> [Stored data entries]
============

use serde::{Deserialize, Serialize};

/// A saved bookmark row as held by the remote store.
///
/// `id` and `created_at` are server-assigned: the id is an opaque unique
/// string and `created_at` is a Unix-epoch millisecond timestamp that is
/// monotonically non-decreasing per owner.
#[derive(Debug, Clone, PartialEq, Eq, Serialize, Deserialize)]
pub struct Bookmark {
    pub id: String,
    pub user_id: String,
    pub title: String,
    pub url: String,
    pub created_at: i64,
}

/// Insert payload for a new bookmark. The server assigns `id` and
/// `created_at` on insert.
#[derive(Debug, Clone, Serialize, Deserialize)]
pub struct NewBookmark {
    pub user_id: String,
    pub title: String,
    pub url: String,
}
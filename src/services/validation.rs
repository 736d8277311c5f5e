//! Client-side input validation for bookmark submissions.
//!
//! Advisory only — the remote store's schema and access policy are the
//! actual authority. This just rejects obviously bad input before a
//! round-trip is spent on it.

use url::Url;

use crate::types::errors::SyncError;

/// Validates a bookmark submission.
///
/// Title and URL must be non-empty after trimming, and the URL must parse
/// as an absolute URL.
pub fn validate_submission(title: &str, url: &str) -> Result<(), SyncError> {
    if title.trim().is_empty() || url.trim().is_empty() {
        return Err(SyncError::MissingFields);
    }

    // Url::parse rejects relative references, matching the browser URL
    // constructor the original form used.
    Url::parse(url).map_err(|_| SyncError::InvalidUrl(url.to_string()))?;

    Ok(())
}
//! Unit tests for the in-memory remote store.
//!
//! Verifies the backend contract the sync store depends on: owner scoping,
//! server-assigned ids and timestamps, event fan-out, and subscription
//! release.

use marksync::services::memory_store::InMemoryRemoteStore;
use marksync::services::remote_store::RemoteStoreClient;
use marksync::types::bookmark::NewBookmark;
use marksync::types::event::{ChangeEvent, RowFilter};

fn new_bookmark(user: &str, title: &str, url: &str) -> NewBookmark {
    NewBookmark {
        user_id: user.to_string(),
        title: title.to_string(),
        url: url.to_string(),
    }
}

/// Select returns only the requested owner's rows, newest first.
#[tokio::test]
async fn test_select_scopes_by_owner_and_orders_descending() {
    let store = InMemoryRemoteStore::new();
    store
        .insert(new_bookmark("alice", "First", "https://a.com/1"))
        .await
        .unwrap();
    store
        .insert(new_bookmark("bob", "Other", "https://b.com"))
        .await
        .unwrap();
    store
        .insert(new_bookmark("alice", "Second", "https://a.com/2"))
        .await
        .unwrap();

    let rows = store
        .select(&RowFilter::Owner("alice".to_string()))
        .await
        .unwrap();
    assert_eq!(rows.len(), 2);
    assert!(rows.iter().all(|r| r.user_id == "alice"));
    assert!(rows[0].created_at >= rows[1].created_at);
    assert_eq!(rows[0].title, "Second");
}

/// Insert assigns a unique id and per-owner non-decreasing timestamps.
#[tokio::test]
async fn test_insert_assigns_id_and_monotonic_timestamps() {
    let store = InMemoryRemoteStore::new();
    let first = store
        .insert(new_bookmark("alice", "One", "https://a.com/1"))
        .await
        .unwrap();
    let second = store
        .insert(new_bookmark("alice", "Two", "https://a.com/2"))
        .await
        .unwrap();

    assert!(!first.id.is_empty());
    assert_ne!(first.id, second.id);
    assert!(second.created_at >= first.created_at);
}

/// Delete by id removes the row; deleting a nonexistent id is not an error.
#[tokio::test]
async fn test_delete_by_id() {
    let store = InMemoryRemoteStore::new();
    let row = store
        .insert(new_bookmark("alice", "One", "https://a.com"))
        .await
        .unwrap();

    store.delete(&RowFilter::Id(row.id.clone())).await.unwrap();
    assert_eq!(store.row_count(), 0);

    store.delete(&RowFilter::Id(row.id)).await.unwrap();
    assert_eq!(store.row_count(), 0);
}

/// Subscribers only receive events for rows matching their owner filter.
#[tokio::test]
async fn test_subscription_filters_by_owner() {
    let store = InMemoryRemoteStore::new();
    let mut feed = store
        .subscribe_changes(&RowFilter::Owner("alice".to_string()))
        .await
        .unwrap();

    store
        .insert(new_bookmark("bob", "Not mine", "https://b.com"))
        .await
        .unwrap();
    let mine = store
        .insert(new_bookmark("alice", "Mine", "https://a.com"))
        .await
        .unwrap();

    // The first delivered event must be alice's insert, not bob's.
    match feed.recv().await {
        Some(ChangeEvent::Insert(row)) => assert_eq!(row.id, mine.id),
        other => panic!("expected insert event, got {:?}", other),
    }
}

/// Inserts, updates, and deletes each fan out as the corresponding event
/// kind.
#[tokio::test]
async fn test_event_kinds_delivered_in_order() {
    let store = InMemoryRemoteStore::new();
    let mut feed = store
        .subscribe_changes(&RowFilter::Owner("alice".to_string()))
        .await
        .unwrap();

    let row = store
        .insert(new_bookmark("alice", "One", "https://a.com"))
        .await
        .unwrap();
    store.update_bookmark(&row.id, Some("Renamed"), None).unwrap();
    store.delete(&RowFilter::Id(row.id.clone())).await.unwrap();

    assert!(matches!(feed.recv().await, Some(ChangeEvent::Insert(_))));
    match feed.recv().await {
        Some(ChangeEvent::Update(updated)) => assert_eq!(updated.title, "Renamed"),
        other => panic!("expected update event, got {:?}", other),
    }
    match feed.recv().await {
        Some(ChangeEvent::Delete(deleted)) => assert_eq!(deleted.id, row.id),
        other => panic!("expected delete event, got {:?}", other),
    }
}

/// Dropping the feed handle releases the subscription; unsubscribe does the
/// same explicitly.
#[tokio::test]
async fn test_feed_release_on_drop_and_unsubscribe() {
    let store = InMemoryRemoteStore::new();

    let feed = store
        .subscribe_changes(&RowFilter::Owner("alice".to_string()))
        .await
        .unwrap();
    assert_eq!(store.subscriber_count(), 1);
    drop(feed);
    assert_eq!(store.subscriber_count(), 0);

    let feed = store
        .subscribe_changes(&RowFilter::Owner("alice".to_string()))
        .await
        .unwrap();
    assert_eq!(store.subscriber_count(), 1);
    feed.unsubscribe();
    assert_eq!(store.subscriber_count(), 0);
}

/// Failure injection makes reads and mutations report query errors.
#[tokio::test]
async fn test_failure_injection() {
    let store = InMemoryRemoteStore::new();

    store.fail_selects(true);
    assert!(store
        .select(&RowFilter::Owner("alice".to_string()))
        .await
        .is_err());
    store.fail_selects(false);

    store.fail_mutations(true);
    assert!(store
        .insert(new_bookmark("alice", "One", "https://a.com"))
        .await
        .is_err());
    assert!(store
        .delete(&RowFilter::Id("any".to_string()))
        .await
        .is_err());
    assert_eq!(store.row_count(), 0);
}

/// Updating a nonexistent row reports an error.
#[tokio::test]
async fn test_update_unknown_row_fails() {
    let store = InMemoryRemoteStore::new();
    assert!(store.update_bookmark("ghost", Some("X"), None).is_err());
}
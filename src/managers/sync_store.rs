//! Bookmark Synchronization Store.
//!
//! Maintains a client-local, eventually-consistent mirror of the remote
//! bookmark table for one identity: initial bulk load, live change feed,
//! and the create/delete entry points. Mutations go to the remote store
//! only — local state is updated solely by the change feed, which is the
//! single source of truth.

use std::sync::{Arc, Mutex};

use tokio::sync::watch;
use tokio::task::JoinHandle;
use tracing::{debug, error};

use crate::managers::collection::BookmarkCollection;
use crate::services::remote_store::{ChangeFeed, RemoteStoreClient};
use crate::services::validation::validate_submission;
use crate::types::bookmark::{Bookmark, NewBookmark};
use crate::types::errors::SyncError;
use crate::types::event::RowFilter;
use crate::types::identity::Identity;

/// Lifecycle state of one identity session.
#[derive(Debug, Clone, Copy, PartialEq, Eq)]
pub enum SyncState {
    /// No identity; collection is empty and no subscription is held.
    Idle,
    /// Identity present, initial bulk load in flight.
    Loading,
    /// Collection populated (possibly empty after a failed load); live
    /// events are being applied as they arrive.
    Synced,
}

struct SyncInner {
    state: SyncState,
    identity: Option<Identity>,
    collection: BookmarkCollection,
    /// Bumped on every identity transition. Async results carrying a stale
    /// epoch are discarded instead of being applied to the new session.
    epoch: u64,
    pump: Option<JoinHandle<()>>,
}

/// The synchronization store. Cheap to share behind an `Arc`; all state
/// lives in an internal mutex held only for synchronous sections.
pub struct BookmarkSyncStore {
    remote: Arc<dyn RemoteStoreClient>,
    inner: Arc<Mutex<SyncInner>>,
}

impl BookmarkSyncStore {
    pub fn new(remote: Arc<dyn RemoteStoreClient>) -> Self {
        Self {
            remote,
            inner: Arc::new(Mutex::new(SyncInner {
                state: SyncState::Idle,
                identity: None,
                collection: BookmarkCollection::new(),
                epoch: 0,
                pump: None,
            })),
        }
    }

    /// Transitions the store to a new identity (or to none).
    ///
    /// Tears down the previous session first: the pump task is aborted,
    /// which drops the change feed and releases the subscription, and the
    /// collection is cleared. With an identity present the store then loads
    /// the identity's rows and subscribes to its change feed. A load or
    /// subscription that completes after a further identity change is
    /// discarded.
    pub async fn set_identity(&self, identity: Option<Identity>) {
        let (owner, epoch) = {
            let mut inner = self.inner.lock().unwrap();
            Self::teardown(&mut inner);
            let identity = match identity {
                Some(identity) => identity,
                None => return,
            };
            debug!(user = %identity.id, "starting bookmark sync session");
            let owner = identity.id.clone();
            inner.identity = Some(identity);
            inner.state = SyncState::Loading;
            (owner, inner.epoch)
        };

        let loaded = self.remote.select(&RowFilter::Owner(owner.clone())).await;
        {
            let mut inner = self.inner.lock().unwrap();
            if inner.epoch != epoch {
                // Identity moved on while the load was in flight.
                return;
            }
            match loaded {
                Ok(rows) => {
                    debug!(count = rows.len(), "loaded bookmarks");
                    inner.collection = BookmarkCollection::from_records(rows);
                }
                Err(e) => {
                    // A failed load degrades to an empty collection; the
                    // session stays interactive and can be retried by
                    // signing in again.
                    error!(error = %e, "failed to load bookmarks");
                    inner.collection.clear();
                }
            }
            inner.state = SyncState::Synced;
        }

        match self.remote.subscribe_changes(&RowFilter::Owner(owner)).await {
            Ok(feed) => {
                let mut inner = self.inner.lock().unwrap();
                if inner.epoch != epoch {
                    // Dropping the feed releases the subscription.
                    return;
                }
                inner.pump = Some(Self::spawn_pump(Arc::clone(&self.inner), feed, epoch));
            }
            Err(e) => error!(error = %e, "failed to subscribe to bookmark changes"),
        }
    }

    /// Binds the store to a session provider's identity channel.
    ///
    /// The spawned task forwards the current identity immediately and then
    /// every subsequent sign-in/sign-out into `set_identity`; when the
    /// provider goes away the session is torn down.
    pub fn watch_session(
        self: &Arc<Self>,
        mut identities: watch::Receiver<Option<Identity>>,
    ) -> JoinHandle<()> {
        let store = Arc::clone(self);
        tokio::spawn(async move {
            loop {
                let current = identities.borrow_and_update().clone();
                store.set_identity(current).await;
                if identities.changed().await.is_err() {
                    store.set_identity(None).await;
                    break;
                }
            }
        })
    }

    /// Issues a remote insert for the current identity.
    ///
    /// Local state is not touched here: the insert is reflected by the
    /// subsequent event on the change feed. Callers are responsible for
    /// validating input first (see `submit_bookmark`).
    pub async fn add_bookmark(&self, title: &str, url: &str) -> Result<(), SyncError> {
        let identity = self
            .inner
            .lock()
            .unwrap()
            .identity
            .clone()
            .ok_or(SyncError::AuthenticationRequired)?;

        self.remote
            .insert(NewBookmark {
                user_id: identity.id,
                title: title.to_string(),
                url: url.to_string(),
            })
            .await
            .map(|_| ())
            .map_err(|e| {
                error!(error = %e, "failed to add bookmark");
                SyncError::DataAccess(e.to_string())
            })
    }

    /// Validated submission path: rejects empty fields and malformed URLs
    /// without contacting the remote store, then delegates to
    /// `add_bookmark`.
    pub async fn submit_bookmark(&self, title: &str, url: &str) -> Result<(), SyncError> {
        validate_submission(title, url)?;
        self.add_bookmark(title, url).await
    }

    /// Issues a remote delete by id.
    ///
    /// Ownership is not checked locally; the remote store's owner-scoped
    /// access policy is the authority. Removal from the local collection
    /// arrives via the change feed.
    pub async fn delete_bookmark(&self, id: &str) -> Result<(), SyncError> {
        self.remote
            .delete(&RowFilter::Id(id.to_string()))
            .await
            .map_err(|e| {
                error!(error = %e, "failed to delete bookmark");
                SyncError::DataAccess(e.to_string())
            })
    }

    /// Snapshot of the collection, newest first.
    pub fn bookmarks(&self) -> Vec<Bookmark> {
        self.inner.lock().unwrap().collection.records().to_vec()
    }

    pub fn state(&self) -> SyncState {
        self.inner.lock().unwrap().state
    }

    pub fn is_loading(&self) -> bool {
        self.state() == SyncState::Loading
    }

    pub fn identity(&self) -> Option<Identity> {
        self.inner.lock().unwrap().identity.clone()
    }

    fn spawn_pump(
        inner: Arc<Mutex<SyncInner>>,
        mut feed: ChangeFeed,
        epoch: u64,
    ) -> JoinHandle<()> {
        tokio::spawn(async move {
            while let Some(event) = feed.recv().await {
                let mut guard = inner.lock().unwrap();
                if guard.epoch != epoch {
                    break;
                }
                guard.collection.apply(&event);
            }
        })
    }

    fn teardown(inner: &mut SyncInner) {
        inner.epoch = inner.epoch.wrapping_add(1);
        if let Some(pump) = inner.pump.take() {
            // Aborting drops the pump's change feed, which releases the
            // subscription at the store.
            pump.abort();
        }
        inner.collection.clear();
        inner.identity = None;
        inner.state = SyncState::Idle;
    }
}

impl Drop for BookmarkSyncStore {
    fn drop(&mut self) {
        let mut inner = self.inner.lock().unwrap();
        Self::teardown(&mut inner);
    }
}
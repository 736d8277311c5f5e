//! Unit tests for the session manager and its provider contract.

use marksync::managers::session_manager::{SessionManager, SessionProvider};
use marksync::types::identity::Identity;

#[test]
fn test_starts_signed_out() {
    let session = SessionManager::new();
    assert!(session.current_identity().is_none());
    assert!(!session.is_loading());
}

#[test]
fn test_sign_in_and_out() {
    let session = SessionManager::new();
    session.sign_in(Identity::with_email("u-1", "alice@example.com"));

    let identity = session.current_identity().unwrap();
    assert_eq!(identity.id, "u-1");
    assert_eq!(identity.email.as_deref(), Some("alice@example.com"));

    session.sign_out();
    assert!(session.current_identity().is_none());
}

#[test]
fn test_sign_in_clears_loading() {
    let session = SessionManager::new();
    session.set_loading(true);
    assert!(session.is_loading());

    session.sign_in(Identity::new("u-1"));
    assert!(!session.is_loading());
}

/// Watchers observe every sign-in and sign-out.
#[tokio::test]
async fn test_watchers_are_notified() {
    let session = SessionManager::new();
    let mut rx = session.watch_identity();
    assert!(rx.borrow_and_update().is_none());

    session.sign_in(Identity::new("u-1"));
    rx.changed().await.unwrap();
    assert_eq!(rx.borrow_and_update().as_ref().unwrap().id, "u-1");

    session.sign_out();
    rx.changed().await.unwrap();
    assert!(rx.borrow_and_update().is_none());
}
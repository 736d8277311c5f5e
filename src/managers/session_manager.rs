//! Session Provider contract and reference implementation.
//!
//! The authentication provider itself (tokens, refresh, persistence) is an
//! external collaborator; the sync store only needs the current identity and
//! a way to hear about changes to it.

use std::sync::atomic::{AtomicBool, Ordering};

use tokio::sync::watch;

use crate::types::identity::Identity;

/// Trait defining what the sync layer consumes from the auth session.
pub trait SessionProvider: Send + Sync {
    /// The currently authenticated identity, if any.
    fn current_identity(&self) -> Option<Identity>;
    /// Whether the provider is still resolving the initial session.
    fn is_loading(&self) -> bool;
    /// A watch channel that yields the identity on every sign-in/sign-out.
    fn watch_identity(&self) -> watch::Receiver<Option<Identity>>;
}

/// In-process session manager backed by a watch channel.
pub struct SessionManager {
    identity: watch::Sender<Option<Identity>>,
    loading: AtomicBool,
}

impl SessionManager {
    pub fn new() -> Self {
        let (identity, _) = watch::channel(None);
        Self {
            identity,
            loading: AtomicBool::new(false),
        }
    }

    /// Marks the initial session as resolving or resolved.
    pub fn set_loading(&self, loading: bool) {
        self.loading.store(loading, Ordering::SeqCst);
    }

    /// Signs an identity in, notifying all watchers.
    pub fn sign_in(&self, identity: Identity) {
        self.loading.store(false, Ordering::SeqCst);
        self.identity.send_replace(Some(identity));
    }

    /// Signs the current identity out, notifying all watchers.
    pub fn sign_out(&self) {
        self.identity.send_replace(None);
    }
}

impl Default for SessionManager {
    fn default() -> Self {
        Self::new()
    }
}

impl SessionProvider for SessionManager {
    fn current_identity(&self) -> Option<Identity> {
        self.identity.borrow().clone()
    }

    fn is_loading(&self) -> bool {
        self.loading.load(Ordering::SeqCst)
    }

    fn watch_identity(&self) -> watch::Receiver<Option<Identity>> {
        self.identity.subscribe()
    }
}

============

> [What the task asks]
Search the records for the word "Idle". Copy each line where it appears.

> [Result for this exercise]
    Idle,
                state: SyncState::Idle,
        inner.state = SyncState::Idle;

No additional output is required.